Records provided:
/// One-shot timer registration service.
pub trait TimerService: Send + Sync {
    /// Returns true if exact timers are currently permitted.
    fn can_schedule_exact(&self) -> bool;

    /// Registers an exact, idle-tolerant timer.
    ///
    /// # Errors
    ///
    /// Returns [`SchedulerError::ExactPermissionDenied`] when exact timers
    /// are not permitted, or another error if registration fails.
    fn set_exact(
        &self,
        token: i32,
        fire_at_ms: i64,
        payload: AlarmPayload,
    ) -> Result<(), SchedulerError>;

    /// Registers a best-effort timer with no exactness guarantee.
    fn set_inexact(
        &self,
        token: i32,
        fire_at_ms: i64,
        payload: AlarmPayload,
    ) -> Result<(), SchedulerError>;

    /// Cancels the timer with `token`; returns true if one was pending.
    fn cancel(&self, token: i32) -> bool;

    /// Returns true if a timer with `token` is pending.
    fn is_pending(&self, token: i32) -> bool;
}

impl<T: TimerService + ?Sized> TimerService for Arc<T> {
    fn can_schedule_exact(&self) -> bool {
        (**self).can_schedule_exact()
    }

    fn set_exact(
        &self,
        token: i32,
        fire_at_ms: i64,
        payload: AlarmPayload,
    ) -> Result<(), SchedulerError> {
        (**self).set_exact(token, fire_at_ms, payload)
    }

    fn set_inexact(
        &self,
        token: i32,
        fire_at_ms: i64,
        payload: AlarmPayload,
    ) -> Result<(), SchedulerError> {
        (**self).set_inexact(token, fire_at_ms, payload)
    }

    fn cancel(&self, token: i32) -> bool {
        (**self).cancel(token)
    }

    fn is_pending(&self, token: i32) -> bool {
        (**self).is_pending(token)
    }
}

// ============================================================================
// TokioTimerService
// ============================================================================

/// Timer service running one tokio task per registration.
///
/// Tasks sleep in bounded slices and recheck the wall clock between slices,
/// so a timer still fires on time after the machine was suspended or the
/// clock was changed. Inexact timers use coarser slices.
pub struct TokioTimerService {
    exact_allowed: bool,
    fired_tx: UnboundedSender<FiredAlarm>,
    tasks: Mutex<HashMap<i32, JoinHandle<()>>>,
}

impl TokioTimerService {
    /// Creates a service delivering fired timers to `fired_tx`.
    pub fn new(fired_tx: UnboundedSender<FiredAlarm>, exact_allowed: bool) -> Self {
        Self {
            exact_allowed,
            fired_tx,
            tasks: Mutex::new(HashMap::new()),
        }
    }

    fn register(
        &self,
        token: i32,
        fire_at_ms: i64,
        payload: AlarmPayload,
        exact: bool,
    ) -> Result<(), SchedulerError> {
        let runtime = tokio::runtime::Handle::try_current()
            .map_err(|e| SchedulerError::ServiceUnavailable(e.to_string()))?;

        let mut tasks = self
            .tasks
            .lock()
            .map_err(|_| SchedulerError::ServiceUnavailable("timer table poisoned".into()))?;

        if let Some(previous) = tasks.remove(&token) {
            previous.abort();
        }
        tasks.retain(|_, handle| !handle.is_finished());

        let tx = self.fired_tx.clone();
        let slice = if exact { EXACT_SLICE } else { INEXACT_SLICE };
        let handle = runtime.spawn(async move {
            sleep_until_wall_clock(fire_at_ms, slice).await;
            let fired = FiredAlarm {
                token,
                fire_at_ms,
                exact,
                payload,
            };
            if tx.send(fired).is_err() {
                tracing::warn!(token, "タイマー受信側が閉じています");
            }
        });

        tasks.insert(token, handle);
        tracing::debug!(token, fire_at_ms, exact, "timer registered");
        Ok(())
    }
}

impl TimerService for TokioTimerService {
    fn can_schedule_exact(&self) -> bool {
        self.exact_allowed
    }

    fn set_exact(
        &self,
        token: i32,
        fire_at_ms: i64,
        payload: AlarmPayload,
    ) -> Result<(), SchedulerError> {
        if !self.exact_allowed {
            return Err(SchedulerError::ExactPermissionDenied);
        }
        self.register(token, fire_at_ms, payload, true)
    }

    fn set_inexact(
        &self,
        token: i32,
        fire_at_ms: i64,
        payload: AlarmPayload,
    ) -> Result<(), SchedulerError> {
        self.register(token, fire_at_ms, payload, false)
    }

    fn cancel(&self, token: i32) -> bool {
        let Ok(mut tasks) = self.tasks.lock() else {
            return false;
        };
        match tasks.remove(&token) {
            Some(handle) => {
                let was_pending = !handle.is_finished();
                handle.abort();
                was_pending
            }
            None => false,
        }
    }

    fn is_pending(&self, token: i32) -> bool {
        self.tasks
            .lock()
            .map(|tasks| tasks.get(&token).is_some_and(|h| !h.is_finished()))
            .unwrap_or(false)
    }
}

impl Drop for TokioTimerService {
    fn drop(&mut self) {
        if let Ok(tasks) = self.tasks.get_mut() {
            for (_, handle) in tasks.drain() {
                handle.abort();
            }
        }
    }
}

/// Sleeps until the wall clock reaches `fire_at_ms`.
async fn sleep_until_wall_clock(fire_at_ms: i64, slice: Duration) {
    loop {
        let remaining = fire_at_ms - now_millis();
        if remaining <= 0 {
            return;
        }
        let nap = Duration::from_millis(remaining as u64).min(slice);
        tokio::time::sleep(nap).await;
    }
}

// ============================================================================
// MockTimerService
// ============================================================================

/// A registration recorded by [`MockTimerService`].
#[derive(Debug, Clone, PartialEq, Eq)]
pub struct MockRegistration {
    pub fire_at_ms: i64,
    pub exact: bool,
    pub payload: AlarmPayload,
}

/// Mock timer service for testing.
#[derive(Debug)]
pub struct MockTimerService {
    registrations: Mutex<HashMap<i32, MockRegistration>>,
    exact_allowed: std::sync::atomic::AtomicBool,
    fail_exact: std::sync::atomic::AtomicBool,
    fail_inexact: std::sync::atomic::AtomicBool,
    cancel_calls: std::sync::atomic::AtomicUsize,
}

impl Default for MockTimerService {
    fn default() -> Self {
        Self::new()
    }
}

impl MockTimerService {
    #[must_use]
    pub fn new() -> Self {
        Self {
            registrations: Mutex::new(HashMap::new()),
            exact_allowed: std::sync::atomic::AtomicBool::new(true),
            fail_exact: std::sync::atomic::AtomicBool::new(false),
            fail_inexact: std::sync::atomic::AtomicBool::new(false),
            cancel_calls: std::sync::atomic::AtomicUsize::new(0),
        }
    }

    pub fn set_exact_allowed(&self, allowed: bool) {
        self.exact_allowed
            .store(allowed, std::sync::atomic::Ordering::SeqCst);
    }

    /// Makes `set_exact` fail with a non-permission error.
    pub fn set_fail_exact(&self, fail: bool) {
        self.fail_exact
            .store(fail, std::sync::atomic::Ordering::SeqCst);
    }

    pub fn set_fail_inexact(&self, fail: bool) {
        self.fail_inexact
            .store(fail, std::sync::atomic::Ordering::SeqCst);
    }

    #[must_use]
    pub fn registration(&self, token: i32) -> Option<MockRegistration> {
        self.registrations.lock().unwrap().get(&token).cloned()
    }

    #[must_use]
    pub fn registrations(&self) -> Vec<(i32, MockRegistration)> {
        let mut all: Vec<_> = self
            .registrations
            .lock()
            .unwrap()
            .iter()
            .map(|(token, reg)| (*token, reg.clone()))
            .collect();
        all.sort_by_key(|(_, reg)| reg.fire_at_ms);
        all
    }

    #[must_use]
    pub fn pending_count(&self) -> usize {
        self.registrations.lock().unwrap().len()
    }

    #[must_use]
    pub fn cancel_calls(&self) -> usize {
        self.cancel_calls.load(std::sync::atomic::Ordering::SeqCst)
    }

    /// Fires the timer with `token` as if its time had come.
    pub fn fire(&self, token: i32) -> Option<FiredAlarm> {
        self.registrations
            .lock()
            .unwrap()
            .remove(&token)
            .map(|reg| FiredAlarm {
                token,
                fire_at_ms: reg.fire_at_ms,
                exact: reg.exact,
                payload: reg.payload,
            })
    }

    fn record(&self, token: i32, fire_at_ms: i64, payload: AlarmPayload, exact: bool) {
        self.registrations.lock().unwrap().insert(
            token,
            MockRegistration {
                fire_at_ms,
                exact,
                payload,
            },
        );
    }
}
==
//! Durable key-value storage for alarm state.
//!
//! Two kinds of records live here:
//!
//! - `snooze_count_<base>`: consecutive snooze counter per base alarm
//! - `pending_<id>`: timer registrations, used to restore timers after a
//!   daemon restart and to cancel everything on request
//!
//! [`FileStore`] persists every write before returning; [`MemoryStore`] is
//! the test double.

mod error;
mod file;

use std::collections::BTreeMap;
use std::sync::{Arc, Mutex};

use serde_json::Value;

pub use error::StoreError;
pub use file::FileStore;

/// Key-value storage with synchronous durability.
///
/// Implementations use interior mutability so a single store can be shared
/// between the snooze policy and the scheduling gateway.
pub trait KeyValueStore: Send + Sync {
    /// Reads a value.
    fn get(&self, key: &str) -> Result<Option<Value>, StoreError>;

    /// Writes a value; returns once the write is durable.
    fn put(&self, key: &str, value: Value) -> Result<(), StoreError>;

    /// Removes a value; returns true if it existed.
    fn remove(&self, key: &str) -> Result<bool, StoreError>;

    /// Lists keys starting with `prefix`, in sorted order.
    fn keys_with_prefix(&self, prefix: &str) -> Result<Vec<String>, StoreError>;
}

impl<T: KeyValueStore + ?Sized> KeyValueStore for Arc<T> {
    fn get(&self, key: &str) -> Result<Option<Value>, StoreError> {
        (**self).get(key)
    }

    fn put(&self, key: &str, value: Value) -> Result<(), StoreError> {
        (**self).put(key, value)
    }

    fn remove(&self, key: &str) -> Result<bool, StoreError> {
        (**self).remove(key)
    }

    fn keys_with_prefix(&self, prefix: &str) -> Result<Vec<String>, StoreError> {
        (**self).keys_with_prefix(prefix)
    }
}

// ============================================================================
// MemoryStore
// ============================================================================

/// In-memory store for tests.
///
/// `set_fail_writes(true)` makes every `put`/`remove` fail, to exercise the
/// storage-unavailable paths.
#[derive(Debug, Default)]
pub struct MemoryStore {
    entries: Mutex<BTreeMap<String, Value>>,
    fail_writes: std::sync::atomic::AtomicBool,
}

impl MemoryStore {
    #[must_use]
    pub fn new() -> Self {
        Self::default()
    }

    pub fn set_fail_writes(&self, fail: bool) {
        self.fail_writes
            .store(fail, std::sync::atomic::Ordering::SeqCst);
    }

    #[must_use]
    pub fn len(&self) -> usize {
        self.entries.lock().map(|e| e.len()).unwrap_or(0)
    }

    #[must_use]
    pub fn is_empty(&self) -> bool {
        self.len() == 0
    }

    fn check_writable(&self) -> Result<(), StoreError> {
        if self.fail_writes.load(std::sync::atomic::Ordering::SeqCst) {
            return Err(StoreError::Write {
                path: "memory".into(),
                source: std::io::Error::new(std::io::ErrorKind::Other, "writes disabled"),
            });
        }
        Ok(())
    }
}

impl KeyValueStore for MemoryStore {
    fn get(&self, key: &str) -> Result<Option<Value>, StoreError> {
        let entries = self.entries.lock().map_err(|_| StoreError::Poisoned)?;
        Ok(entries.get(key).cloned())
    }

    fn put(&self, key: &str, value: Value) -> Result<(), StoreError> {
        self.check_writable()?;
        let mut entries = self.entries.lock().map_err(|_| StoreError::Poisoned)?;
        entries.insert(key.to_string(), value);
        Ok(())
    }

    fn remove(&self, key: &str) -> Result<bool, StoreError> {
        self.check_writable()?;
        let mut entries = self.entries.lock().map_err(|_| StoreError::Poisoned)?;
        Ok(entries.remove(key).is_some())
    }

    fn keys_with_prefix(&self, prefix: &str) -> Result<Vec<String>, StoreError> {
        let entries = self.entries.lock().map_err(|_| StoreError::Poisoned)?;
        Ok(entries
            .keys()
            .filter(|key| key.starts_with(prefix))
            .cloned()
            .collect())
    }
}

Task requirements:
Your answer should consist of the lines from the line with "timer registration service." to the line with "when exact timers" above, repeated exactly, both ends included.

Output for this task:
/// One-shot timer registration service.
pub trait TimerService: Send + Sync {
    /// Returns true if exact timers are currently permitted.
    fn can_schedule_exact(&self) -> bool;

    /// Registers an exact, idle-tolerant timer.
    ///
    /// # Errors
    ///
    /// Returns [`SchedulerError::ExactPermissionDenied`] when exact timers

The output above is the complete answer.